Under yesterday's agreement, Network Solutions (NSI) must develop a shared registration system for popular top-level ".com," ".net," and ".org" domains by March 31, with full transition to that system by June 1, 1999. The company also must turn over much of its software and databases to the government in preparation for the transfer of administrative responsibilities from NSI to a new nonprofit organization.
Network Solutions shares, like many technology stocks on the Nasdaq market, were off today. Although shares closed down 3 points or more than 8 percent at 33.25, stock in the company was up nearly 6 percent in midday trading. NSI shares have traded as high as 58 and as low as 11.75 during the past 52 weeks.
But even as Nasdaq fell to a new 52-week low, analysts are not weeping for NSI, which has been preparing for competition for months by adding services and partnerships.
"[NSI has] got a lot of opportunity here, and, for the time being, the competitive coast is clear," Merenbloom said.
Analysts have said that the projected growth of the Internet will leave plenty of room for other domain name registry players and that competition ultimately could be the best thing for NSI.

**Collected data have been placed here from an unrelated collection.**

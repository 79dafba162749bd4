//! Entry lookup over a stream of local file headers.
//!
//! [`ZipArchive`] owns one open stream and answers every question by walking
//! the local headers from the start of the archive (or from a resume
//! offset). There is no index: each call repeats the scan, and two calls
//! never share parsed state. Entry handles are plain byte offsets, so a
//! handle obtained from one call can be passed to any other.

use std::io::{Read, Seek, SeekFrom};
use std::path::Path;

use crate::io::{LocalFileReader, SourceStream};

use super::error::{Result, ZipError};
use super::extractor::{Extraction, Inflator, extract_entry};
use super::parser::{peek_file_name, read_local_header};
use super::structures::*;

/// A ZIP archive read through its local file headers.
pub struct ZipArchive<R> {
    stream: R,
}

impl ZipArchive<SourceStream<LocalFileReader>> {
    /// Open a local archive file.
    pub fn open(path: impl AsRef<Path>) -> Result<Self> {
        let reader = LocalFileReader::new(path.as_ref())?;
        Ok(Self::new(SourceStream::new(reader)))
    }
}

impl<R: Read + Seek> ZipArchive<R> {
    pub fn new(stream: R) -> Self {
        Self { stream }
    }

    pub fn into_inner(self) -> R {
        self.stream
    }

    /// Count the entries in the archive.
    ///
    /// A corrupt header ends the count early; the entries before it are
    /// still counted. The stream is left at the first position that does not
    /// hold a valid header.
    pub fn count_entries(&mut self) -> Result<usize> {
        self.stream.seek(SeekFrom::Start(0))?;

        let mut count = 0;
        while self.next_header()?.is_some() {
            count += 1;
        }

        Ok(count)
    }

    /// Find the entry at position `index` (0-based) in the archive.
    pub fn offset_of_index(&mut self, index: usize) -> Result<Option<EntryHandle>> {
        self.stream.seek(SeekFrom::Start(0))?;

        let mut count = 0;
        loop {
            let current = self.stream.stream_position()?;
            let Some(header) = self.next_header_unskipped()? else {
                return Ok(None);
            };

            if count == index {
                return Ok(Some(EntryHandle(current)));
            }

            self.skip_entry(&header)?;
            count += 1;
        }
    }

    /// Find the first entry whose name matches `name` under `flags`.
    ///
    /// With `resume_after` set, the scan starts at that offset and only
    /// entries starting strictly after it are considered, so passing the
    /// previous result finds the next match. The stream is left inside the
    /// matching entry, or at the end of the entry list when nothing matched.
    pub fn offset_of_name(
        &mut self,
        name: &str,
        flags: MatchFlags,
        resume_after: Option<u64>,
    ) -> Result<Option<EntryHandle>> {
        self.stream
            .seek(SeekFrom::Start(resume_after.unwrap_or(0)))?;

        loop {
            let current = self.stream.stream_position()?;
            let Some(header) = self.next_header_unskipped()? else {
                return Ok(None);
            };

            if resume_after.is_none_or(|skip| current > skip) {
                let candidate = match peek_file_name(&mut self.stream, &header) {
                    Ok(candidate) => candidate,
                    Err(ZipError::Corrupt(reason)) => {
                        log::debug!("name lookup stopped at offset {current}: {reason}");
                        return Ok(None);
                    }
                    Err(e) => return Err(e),
                };

                if flags.matches(&candidate, name.as_bytes()) {
                    return Ok(Some(EntryHandle(current)));
                }
            }

            self.skip_entry(&header)?;
        }
    }

    /// Raw file name bytes of the entry at `handle`.
    pub fn name_of(&mut self, handle: EntryHandle) -> Result<Vec<u8>> {
        let header = self.header_at(handle)?;
        peek_file_name(&mut self.stream, &header)
    }

    /// File name of the entry at `handle`, with invalid UTF-8 replaced.
    pub fn name_of_lossy(&mut self, handle: EntryHandle) -> Result<String> {
        let name = self.name_of(handle)?;
        Ok(String::from_utf8_lossy(&name).into_owned())
    }

    /// Uncompressed size of the entry at `handle`.
    pub fn uncompressed_size_of(&mut self, handle: EntryHandle) -> Result<u32> {
        Ok(self.header_at(handle)?.uncompressed_size)
    }

    /// Last modification time of the entry at `handle`.
    pub fn modtime_of(&mut self, handle: EntryHandle) -> Result<DosDateTime> {
        Ok(self.header_at(handle)?.modified())
    }

    /// Offset of the entry that follows the one at `handle`.
    ///
    /// The returned position may not hold a header if `handle` is the last
    /// entry.
    pub fn next_offset(&mut self, handle: EntryHandle) -> Result<EntryHandle> {
        let header = self.header_at(handle)?;
        Ok(EntryHandle(handle.offset() + header.entry_length()))
    }

    /// Decode the payload of the entry at `handle`.
    ///
    /// On success the stream is left at the start of the next entry.
    pub fn extract(&mut self, handle: EntryHandle, inflator: &mut Inflator) -> Result<Extraction> {
        let header = self.header_at(handle)?;
        extract_entry(&mut self.stream, &header, inflator)
    }

    /// Look up an entry by name and decode its payload.
    pub fn read_by_name(
        &mut self,
        name: &str,
        flags: MatchFlags,
        inflator: &mut Inflator,
    ) -> Result<Extraction> {
        let handle = self
            .offset_of_name(name, flags, None)?
            .ok_or(ZipError::NotFound)?;
        self.extract(handle, inflator)
    }

    /// Iterate over the entries from the start of the archive.
    pub fn entries(&mut self) -> EntryIter<'_, R> {
        EntryIter {
            archive: self,
            next: Some(0),
        }
    }

    /// Parse the header at `handle`, leaving the stream after its fixed fields.
    fn header_at(&mut self, handle: EntryHandle) -> Result<LocalFileHeader> {
        self.stream.seek(SeekFrom::Start(handle.offset()))?;
        read_local_header(&mut self.stream)?.ok_or(ZipError::NotFound)
    }

    /// Parse the header at the current position and skip past its entry.
    ///
    /// `Ok(None)` covers both the end of the entry list and a corrupt header.
    fn next_header(&mut self) -> Result<Option<LocalFileHeader>> {
        let Some(header) = self.next_header_unskipped()? else {
            return Ok(None);
        };
        self.skip_entry(&header)?;
        Ok(Some(header))
    }

    fn next_header_unskipped(&mut self) -> Result<Option<LocalFileHeader>> {
        match read_local_header(&mut self.stream) {
            Ok(header) => Ok(header),
            Err(ZipError::Corrupt(reason)) => {
                log::debug!("entry scan truncated: {reason}");
                Ok(None)
            }
            Err(e) => Err(e),
        }
    }

    /// Advance from the end of the fixed header fields to the next header.
    fn skip_entry(&mut self, header: &LocalFileHeader) -> Result<()> {
        let skip = i64::try_from(header.skip_length())
            .map_err(|_| ZipError::Corrupt("entry length overflows".into()))?;
        self.stream.seek(SeekFrom::Current(skip))?;
        Ok(())
    }

    fn entry_info(&mut self, handle: EntryHandle) -> Result<Option<(EntryInfo, u64)>> {
        self.stream.seek(SeekFrom::Start(handle.offset()))?;
        let Some(header) = read_local_header(&mut self.stream)? else {
            return Ok(None);
        };
        let name = peek_file_name(&mut self.stream, &header)?;
        let file_name = String::from_utf8_lossy(&name).into_owned();

        let info = EntryInfo {
            handle,
            is_directory: file_name.ends_with('/'),
            file_name,
            compression_method: header.method(),
            compressed_size: header.compressed_size,
            uncompressed_size: header.uncompressed_size,
            crc_32: header.crc_32,
            modified: header.modified(),
        };
        Ok(Some((info, handle.offset() + header.entry_length())))
    }
}

/// Sequential walk over the entries of a [`ZipArchive`].
///
/// Ends at the first position without a local header. A corrupt header is
/// yielded once as an error, after which the iterator is exhausted.
pub struct EntryIter<'a, R> {
    archive: &'a mut ZipArchive<R>,
    next: Option<u64>,
}

impl<R: Read + Seek> Iterator for EntryIter<'_, R> {
    type Item = Result<EntryInfo>;

    fn next(&mut self) -> Option<Self::Item> {
        let offset = self.next.take()?;
        match self.archive.entry_info(EntryHandle(offset)) {
            Ok(Some((info, next))) => {
                self.next = Some(next);
                Some(Ok(info))
            }
            Ok(None) => None,
            Err(e) => Some(Err(e)),
        }
    }
}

"[NSI] needs competition to get to the next level and it needs free-market stimulation to get there," Merenbloom said.
In the meantime, as the new nonprofit organization is established and guidelines about how to best register future domain names are outlined, NSI will continue administering the primary root server until the government wants it transferred.

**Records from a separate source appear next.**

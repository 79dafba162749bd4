use flate2::{Decompress, FlushDecompress, Status};
use std::io::{ErrorKind, Read, Seek, SeekFrom};

use super::crc::ChecksumAccumulator;
use super::error::{Result, ZipError};
use super::parser::read_variable_fields;
use super::structures::{CompressionMethod, LocalFileHeader};

/// Chunk size for copying stored entries
const COPY_CHUNK_SIZE: usize = 16 * 1024;

/// Buffer size for feeding and draining the decompressor
const INFLATE_BUFFER_SIZE: usize = 32 * 1024;

/// Outcome of checking the computed CRC-32 against the header.
#[derive(Debug, Clone, Copy, PartialEq, Eq)]
pub enum ChecksumStatus {
    /// The checksum matched, or the header carried no checksum to compare with.
    Verified,
    ChecksumMismatch { expected: u32, actual: u32 },
}

/// Decoded payload of one entry.
///
/// A checksum mismatch does not discard the payload: the bytes produced are
/// returned as they are, and `status` records the mismatch.
#[derive(Debug, Clone)]
pub struct Extraction {
    pub payload: Vec<u8>,
    pub checksum: u32,
    pub status: ChecksumStatus,
}

impl Extraction {
    pub fn is_checksum_mismatch(&self) -> bool {
        matches!(self.status, ChecksumStatus::ChecksumMismatch { .. })
    }

    /// Return the payload only if its checksum was verified.
    pub fn into_verified(self) -> Result<Vec<u8>> {
        match self.status {
            ChecksumStatus::Verified => Ok(self.payload),
            ChecksumStatus::ChecksumMismatch { expected, actual } => {
                Err(ZipError::ChecksumMismatch { expected, actual })
            }
        }
    }
}

/// Reusable raw DEFLATE decoder.
///
/// One `Inflator` is acquired for a batch of extractions and passed to each
/// of them; its state is reset at the start of every entry. Dropping it
/// releases the decoder and its buffers.
pub struct Inflator {
    state: Decompress,
    input: Box<[u8]>,
    output: Box<[u8]>,
}

impl Inflator {
    pub fn new() -> Self {
        Self {
            state: Decompress::new(false),
            input: vec![0u8; INFLATE_BUFFER_SIZE].into_boxed_slice(),
            output: vec![0u8; INFLATE_BUFFER_SIZE].into_boxed_slice(),
        }
    }

    /// Decompress one raw DEFLATE stream from `input` into `sink`.
    ///
    /// Reads from `input` until the end of the DEFLATE stream, and returns
    /// the CRC-32 of the decompressed bytes. The caller bounds `input` to the
    /// entry's compressed size; how far into it the decoder actually read is
    /// not reported.
    pub fn inflate<R: Read>(&mut self, mut input: R, sink: &mut Vec<u8>) -> Result<u32> {
        self.state.reset(false);
        let mut checksum = ChecksumAccumulator::new();

        let mut start = 0;
        let mut end = 0;
        let mut eof = false;

        loop {
            if start == end && !eof {
                end = read_retrying(&mut input, &mut self.input)?;
                start = 0;
                eof = end == 0;
            }

            let flush = if eof {
                FlushDecompress::Finish
            } else {
                FlushDecompress::None
            };

            let in_before = self.state.total_in();
            let out_before = self.state.total_out();
            let status = self
                .state
                .decompress(&self.input[start..end], &mut self.output, flush)
                .map_err(|e| ZipError::Corrupt(format!("invalid deflate data: {e}")))?;
            let consumed = (self.state.total_in() - in_before) as usize;
            let produced = (self.state.total_out() - out_before) as usize;

            start += consumed;
            sink.extend_from_slice(&self.output[..produced]);
            checksum.update(&self.output[..produced]);

            match status {
                Status::StreamEnd => break,
                _ if consumed == 0 && produced == 0 && (eof || start < end) => {
                    return Err(ZipError::Corrupt("deflate stream is truncated".into()));
                }
                _ => {}
            }
        }

        Ok(checksum.finalize())
    }
}

impl Default for Inflator {
    fn default() -> Self {
        Self::new()
    }
}

/// Extract the entry whose fixed header fields were just parsed.
///
/// The stream must sit right after the fixed header fields, as left by
/// [`read_local_header`](super::parser::read_local_header). The file name
/// and extra field are consumed first; the payload starts right after them.
///
/// Stored entries are copied verbatim; every other supported method goes
/// through `inflator`. In both cases the CRC-32 is computed over the
/// decoded bytes and compared with the header's value unless that is zero.
///
/// Whether or not decoding succeeds, once the payload start is known the
/// stream is left at the start of the next entry: payload start +
/// `compressed_size` + `descriptor_length`. If the file name or extra field
/// is truncated the stream is returned to where the call started.
pub fn extract_entry<R: Read + Seek>(
    stream: &mut R,
    header: &LocalFileHeader,
    inflator: &mut Inflator,
) -> Result<Extraction> {
    let fields_start = stream.stream_position()?;
    if let Err(e) = read_variable_fields(stream, header) {
        stream.seek(SeekFrom::Start(fields_start))?;
        return Err(e);
    }
    let payload_start = stream.stream_position()?;

    let mut payload = Vec::new();
    let decoded = decode_payload(stream, header, inflator, &mut payload);

    stream.seek(SeekFrom::Start(
        payload_start + header.compressed_size as u64 + header.descriptor_length as u64,
    ))?;
    let checksum = decoded?;

    let status = if header.crc_32 != 0 && checksum != header.crc_32 {
        log::debug!(
            "checksum mismatch for entry data at {payload_start}: header {:#010x}, computed {checksum:#010x}",
            header.crc_32
        );
        ChecksumStatus::ChecksumMismatch {
            expected: header.crc_32,
            actual: checksum,
        }
    } else {
        ChecksumStatus::Verified
    };

    Ok(Extraction {
        payload,
        checksum,
        status,
    })
}

fn decode_payload<R: Read>(
    stream: &mut R,
    header: &LocalFileHeader,
    inflator: &mut Inflator,
    payload: &mut Vec<u8>,
) -> Result<u32> {
    match header.method() {
        CompressionMethod::Stored => copy_stored(stream, header.uncompressed_size as u64, payload),
        CompressionMethod::Deflate => {
            payload.reserve((header.uncompressed_size as usize).min(INFLATE_BUFFER_SIZE));
            inflator.inflate(stream.take(header.compressed_size as u64), payload)
        }
        CompressionMethod::Unknown(method) => Err(ZipError::UnsupportedCompression(method)),
    }
}

/// Copy exactly `len` bytes into `sink` in bounded chunks, returning their CRC-32.
fn copy_stored<R: Read>(stream: &mut R, len: u64, sink: &mut Vec<u8>) -> Result<u32> {
    let mut buffer = vec![0u8; COPY_CHUNK_SIZE];
    let mut checksum = ChecksumAccumulator::new();
    let mut copied = 0u64;

    // `len` comes from the header; grow with the data actually read
    sink.reserve(len.min(COPY_CHUNK_SIZE as u64) as usize);
    while copied < len {
        let r = (len - copied).min(COPY_CHUNK_SIZE as u64) as usize;
        stream.read_exact(&mut buffer[..r])?;
        sink.extend_from_slice(&buffer[..r]);
        checksum.update(&buffer[..r]);
        copied += r as u64;
    }

    Ok(checksum.finalize())
}

fn read_retrying<R: Read>(input: &mut R, buf: &mut [u8]) -> std::io::Result<usize> {
    loop {
        match input.read(buf) {
            Err(e) if e.kind() == ErrorKind::Interrupted => continue,
            other => return other,
        }
    }
}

"[They're] in this holding pattern," Merenbloom said. "But it's not bad news because it further strengthens the company as the leader, allowing them to mature in an environment free of competition."

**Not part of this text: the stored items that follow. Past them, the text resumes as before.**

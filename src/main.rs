//! Main entry point for the odtzip CLI application.
//!
//! This binary prints the text body of OpenDocument files and lists or
//! extracts entries of ZIP archives, from the local filesystem or from
//! remote HTTP URLs.

use anyhow::{Context, Result};
use clap::Parser;
use std::io::{Read, Seek, Write};
use std::path::{Path, PathBuf};

use odtzip::{
    Cli, EntryHandle, HttpRangeReader, Inflator, SourceStream, ZipArchive, read_document,
};

fn main() -> Result<()> {
    let cli = Cli::parse();

    // -q silences warnings, -qq silences everything
    let level = if cli.is_very_quiet() {
        log::LevelFilter::Off
    } else if cli.is_quiet() {
        log::LevelFilter::Error
    } else {
        log::LevelFilter::Warn
    };
    env_logger::builder()
        .filter_level(level)
        .parse_default_env()
        .init();

    if !cli.is_http_url() {
        let mut archive = ZipArchive::open(&cli.file)
            .with_context(|| format!("{}: cannot open archive", cli.file))?;
        return process_zip(&mut archive, &cli);
    }

    let reader = HttpRangeReader::new(cli.file.clone())?;
    let mut archive = ZipArchive::new(SourceStream::new(reader));
    process_zip(&mut archive, &cli)?;

    if !cli.is_quiet() {
        let fetched = archive.into_inner().source().transferred_bytes();
        eprintln!("\nTotal bytes transferred: {}", format_size(fetched));
    }

    Ok(())
}

/// Process an archive based on CLI options.
///
/// - Count mode (`-c`): print the number of entries
/// - List mode (`-l` or `-v`): display archive contents
/// - Extract mode (entry names or `--index`): write entries to disk or stdout
/// - Document mode (default): print the document's `content.xml`
fn process_zip<R: Read + Seek>(archive: &mut ZipArchive<R>, cli: &Cli) -> Result<()> {
    if cli.count {
        println!("{}", archive.count_entries()?);
        return Ok(());
    }

    if cli.list || cli.verbose {
        return list_entries(archive, cli.verbose);
    }

    if !cli.has_selection() {
        let document = read_document(archive, cli.force)
            .with_context(|| cli.file.clone())?;
        let mut stdout = std::io::stdout().lock();
        stdout.write_all(document.content.as_bytes())?;
        stdout.flush()?;
        return Ok(());
    }

    let handles = select_entries(archive, cli)?;

    // Acquired once for all selected entries, released when extraction ends
    let mut inflator = Inflator::new();
    let show_names = cli.pipe && handles.len() > 1;
    for handle in handles {
        extract_entry(archive, handle, &mut inflator, cli, show_names)?;
    }

    Ok(())
}

/// Resolve the entries selected on the command line to entry handles.
///
/// Each name may match several entries; the scan resumes after every match
/// so all of them are returned, in archive order per name.
fn select_entries<R: Read + Seek>(archive: &mut ZipArchive<R>, cli: &Cli) -> Result<Vec<EntryHandle>> {
    let mut handles = Vec::new();

    if let Some(index) = cli.index {
        match archive.offset_of_index(index)? {
            Some(handle) => handles.push(handle),
            None => log::warn!("caution: no entry at index {index}"),
        }
    }

    let flags = cli.match_flags();
    for name in &cli.names {
        let mut resume = None;
        let mut matched = false;
        while let Some(handle) = archive.offset_of_name(name, flags, resume)? {
            if !handles.contains(&handle) {
                handles.push(handle);
            }
            matched = true;
            resume = Some(handle.offset());
        }
        if !matched {
            log::warn!("caution: filename not matched: {name}");
        }
    }

    Ok(handles)
}

/// Print entry names (`-l`), or a table with sizes, method, savings and
/// timestamps (`-v`) followed by a totals line.
fn list_entries<R: Read + Seek>(archive: &mut ZipArchive<R>, verbose: bool) -> Result<()> {
    if verbose {
        println!(
            "{:>10}  {:>6}  {:>10}  {:>5}  {:>10}  {:>5}  Name",
            "Length", "Method", "Size", "Cmpr", "Date", "Time"
        );
        println!("{}", "-".repeat(78));
    }

    let mut totals = (0u64, 0u64);
    let mut files = 0usize;

    for entry in archive.entries() {
        let entry = entry?;
        if !verbose {
            println!("{}", entry.file_name);
            continue;
        }

        let when = entry.modified;
        println!(
            "{:>10}  {:>6}  {:>10}  {}  {:04}-{:02}-{:02}  {:02}:{:02}  {}",
            entry.uncompressed_size,
            entry.compression_method.label(),
            entry.compressed_size,
            savings(entry.compressed_size.into(), entry.uncompressed_size.into()),
            when.calendar_year(),
            when.month + 1,
            when.day,
            when.hours,
            when.minutes,
            entry.file_name
        );

        if !entry.is_directory {
            totals.0 += u64::from(entry.uncompressed_size);
            totals.1 += u64::from(entry.compressed_size);
            files += 1;
        }
    }

    if verbose {
        let (uncompressed, compressed) = totals;
        println!("{}", "-".repeat(78));
        println!(
            "{:>10}  {:>6}  {:>10}  {}  {:>17}  {files} files",
            uncompressed,
            "",
            compressed,
            savings(compressed, uncompressed),
            ""
        );
    }

    Ok(())
}

/// Space saved by compression, right-aligned as in `unzip -v`.
fn savings(compressed: u64, uncompressed: u64) -> String {
    if uncompressed == 0 {
        return "  0%".to_string();
    }
    let saved = 100 - (compressed as i64 * 100 / uncompressed as i64);
    format!("{saved:>4}%")
}

/// Extract a single entry from the archive.
///
/// - Pipe mode (`-p`): write to stdout instead of a file
/// - Custom output directory (`-d`)
/// - Junk paths (`-j`): ignore directory structure in the archive
/// - Overwrite control (`-n`, `-o`)
fn extract_entry<R: Read + Seek>(
    archive: &mut ZipArchive<R>,
    handle: EntryHandle,
    inflator: &mut Inflator,
    cli: &Cli,
    show_name: bool,
) -> Result<()> {
    let name = archive.name_of_lossy(handle)?;
    let is_directory = name.ends_with('/');

    if cli.pipe {
        if is_directory {
            return Ok(());
        }
        let extraction = archive.extract(handle, inflator)?;
        if extraction.is_checksum_mismatch() {
            log::warn!("{name}: bad CRC {:?}", extraction.status);
        }

        let mut stdout = std::io::stdout().lock();
        if show_name {
            stdout.write_all(format!("--- {} ---\n", name).as_bytes())?;
        }
        stdout.write_all(&extraction.payload)?;
        stdout.flush()?;
        return Ok(());
    }

    if !is_safe_path(&name) {
        log::warn!("skipping {name}: path leaves the extraction directory");
        return Ok(());
    }

    let output_path = output_path(&name, cli);

    if is_directory {
        if !cli.junk_paths {
            std::fs::create_dir_all(&output_path)?;
        }
        return Ok(());
    }

    if output_path.exists() && !(cli.overwrite && !cli.never_overwrite) {
        let hint = if cli.never_overwrite { "file exists" } else { "use -o to overwrite" };
        if !cli.is_quiet() {
            eprintln!("Skipping: {name} ({hint})");
        }
        return Ok(());
    }

    if !cli.is_quiet() {
        println!("  inflating: {name}");
    }

    let extraction = archive.extract(handle, inflator)?;
    if extraction.is_checksum_mismatch() {
        log::warn!("{name}: bad CRC {:?}", extraction.status);
    }

    if let Some(parent) = output_path.parent() {
        if !parent.as_os_str().is_empty() {
            std::fs::create_dir_all(parent)?;
        }
    }

    let mut file = std::fs::File::create(&output_path)
        .with_context(|| format!("cannot create {}", output_path.display()))?;
    file.write_all(&extraction.payload)?;

    if let Some(modified) = archive.modtime_of(handle)?.to_system_time() {
        file.set_modified(modified)?;
    }

    Ok(())
}

/// Determine where an entry is written, honoring `-d` and `-j`.
fn output_path(name: &str, cli: &Cli) -> PathBuf {
    let file_name = if cli.junk_paths {
        Path::new(name)
            .file_name()
            .map(|s| s.to_string_lossy().to_string())
            .unwrap_or_else(|| name.to_string())
    } else {
        name.to_string()
    };

    match cli.extract_dir {
        Some(ref dir) => PathBuf::from(dir).join(file_name),
        None => PathBuf::from(file_name),
    }
}

/// Reject absolute names and names that climb out with `..`.
fn is_safe_path(name: &str) -> bool {
    use std::path::Component;

    Path::new(name)
        .components()
        .all(|c| matches!(c, Component::Normal(_) | Component::CurDir))
}

/// Render a byte count with a binary unit suffix.
fn format_size(size: u64) -> String {
    const UNITS: [&str; 3] = ["KB", "MB", "GB"];

    let mut value = size as f64;
    let mut unit = None;
    for name in UNITS {
        if value < 1024.0 {
            break;
        }
        value /= 1024.0;
        unit = Some(name);
    }

    match unit {
        Some(unit) => format!("{value:.2} {unit}"),
        None => format!("{size} bytes"),
    }
}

Clearly, NSI has benefited from its government-approved monopoly on domain name registrations. The company hauled in revenues of $45 million from registration fees in fiscal 1997, and its revenue through June 1998 totaled nearly $37 million, the company said. NSI has registered 2.3 million domain names to date.
But NSI--along with Wall Street--remains optimistic that it will continue to renew existing accounts and attract new customers. Network Solutions chief executive Gabe Battista yesterday summed up NSI's chances for success in the post-monopoly market in a conference call.
"We have had more than five years of experience and have played a critical role in the historical growth of the Internet," he said. "No one has the breadth of knowledge gleaned from serving more than 2.3 million registrations."
Some analysts have said that the uncertainty surrounding the yearlong negotiations between NSI and the government has hampered the company's stock performance. But Prudential's Merenbloom said he expects the stock to flourish once the "mayhem" and "chaos" have subsided, and has assigned NSI a 12-month price target of $51 a share.